Однако романтическое оправдание массового уничтожения (состоящее в том, что настоящее зло, если его правильно объяснить, – это будущее добро) является попросту неправильным. Возможно, гораздо лучше было бы вообще ничего не делать. А может быть, с помощью более мягкой политики можно было бы достичь желаемых результатов. Вера в то, что должна быть связь между огромными страданиями и огромным прогрессом, – это своего рода алхимический мазохизм, когда наличие боли – признак некоего имманентного или только зарождающегося добра. Развивать далее это рассуждение – алхимический садизм: если я причинил боль, то сделал я это потому, что имел известную мне высшую цель. Поскольку Сталин представлял Политбюро, представлявшее Центральный комитет, который представлял партию, представлявшую рабочий класс, который представлял историю, у него было особое право говорить от имени исторической необходимости. Такой статус позволял ему избавить себя от всяческой ответственности и перекладывать вину за собственный провал на других [777].
Невозможно отрицать, что массовый голодомор приносит политическую стабильность особого сорта. Вопрос должен стоять так: желателен ли этот тип мира, должен ли он быть желательным? Массовое уничтожение действительно объединяет преступников с теми, кто дает им приказы.
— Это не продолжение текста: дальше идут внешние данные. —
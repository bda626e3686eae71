//! Database and configuration models.

pub mod config;
pub mod snapshot;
Является ли это правильным типом политической лояльности? Террор консолидирует определенный тип режима. Предпочтителен ли такой тип режима? Уничтожение гражданского населения находится в интересах определенного типа лидеров. Вопрос не в том, является ли все это исторической правдой; вопрос в том, что является желательным. Хороши ли эти лидеры и эти режимы? Если нет, тогда вопрос звучит так: как можно подобную политику предотвратить?
В нашей современной культуре поминовения считается само собой разумеющимся, что память предотвращает смерть. Если люди погибали в таких огромных количествах, то очень хочется думать, что они, по крайней мере, погибли за что-то трансцендентно важное, что можно открыть, развить и сберечь при правильном типе политической памяти, – тогда трансцендентное станет национальным. Миллионы жертв должны были погибнуть, чтобы Советский Союз мог победить в Великой Отечественной войне или Америка – в войне, которую считала справедливой. Европа должна была усвоить свой пацифистский урок, у Польши должна была быть своя легенда о свободе, у Украины должны были быть свои герои, Беларусь должна была доказать свою доблесть, евреи должны были выполнить свое сионистское предназначение. Однако у всех этих позднейших рационализаций (хотя они и передают важные истины о национальной политике и национальной психологии) мало общего с памятью как таковой. О мертвых помнят, но мертвые не помнят. У кого-то другого была власть, и этот кто-то решил, как им умирать. Позже еще кто-то решит, почему они умерли. Если значимость извлекается из гибели, то есть риск, что чем больше будет погибших, тем большей будет значимость.
Здесь, где-то между записью о смерти и ее постоянной реинтерпретацией, пожалуй, и находится цель истории. Только история массового уничтожения может соединить цифры и воспоминания. Без истории воспоминания становятся частными (сегодня это означает национальными), а цифры – публичными, то есть инструментом в международном соревновании за мученичество. Память – моя, и у меня есть право делать с ней все, что пожелаю; цифры – объективны, и вы должны принять мои подсчеты независимо от того, нравятся они вам или нет. Такое рассуждение позволяет националисту гладить себя одной рукой, а другой – бить соседа. После окончания Второй мировой войны, а затем и после кончины коммунизма националисты на всех «кровавых землях» (а также за их пределами) предались количественному преувеличению мученичества, таким образом отстаивая свою презумпцию невиновности.
В XXI веке руководство России ассоциирует свою страну с более или менее официальными цифрами советских потерь во Второй мировой войне: десять миллионов военных жертв и от четырнадцати до семнадцати миллионов жертв среди гражданского населения. Эти цифры являются в высшей мере спорными. В отличие от большинства цифр, представленных в этой книге, они базируются не на подсчете, а на демографических проекциях. Впрочем, независимо от того, верны они или нет, они составляют советские потери, а не российские. Какими бы ни были реальные советские цифры потерь, российские должны быть намного меньше. Высокие советские показатели включают Украину, Беларусь и страны Балтии. Особенно важны земли, которые Советский Союз оккупировал в 1939 году: Восточная Польша, Балтийские государства и северо-восточная Румыния. Там люди гибли в устрашающих количествах, и многие из них погибли не от немецких, а от советских захватчиков. Самые важные из всех высоких показателей потерь составляют евреи: не евреи России, которых погибло только около шестидесяти тысяч, а евреи Советской Украины и Беларуси (почти миллион человек) и те, чью родину оккупировал Советский Союз до того, как их уничтожили немцы (еще 1,6 миллиона человек).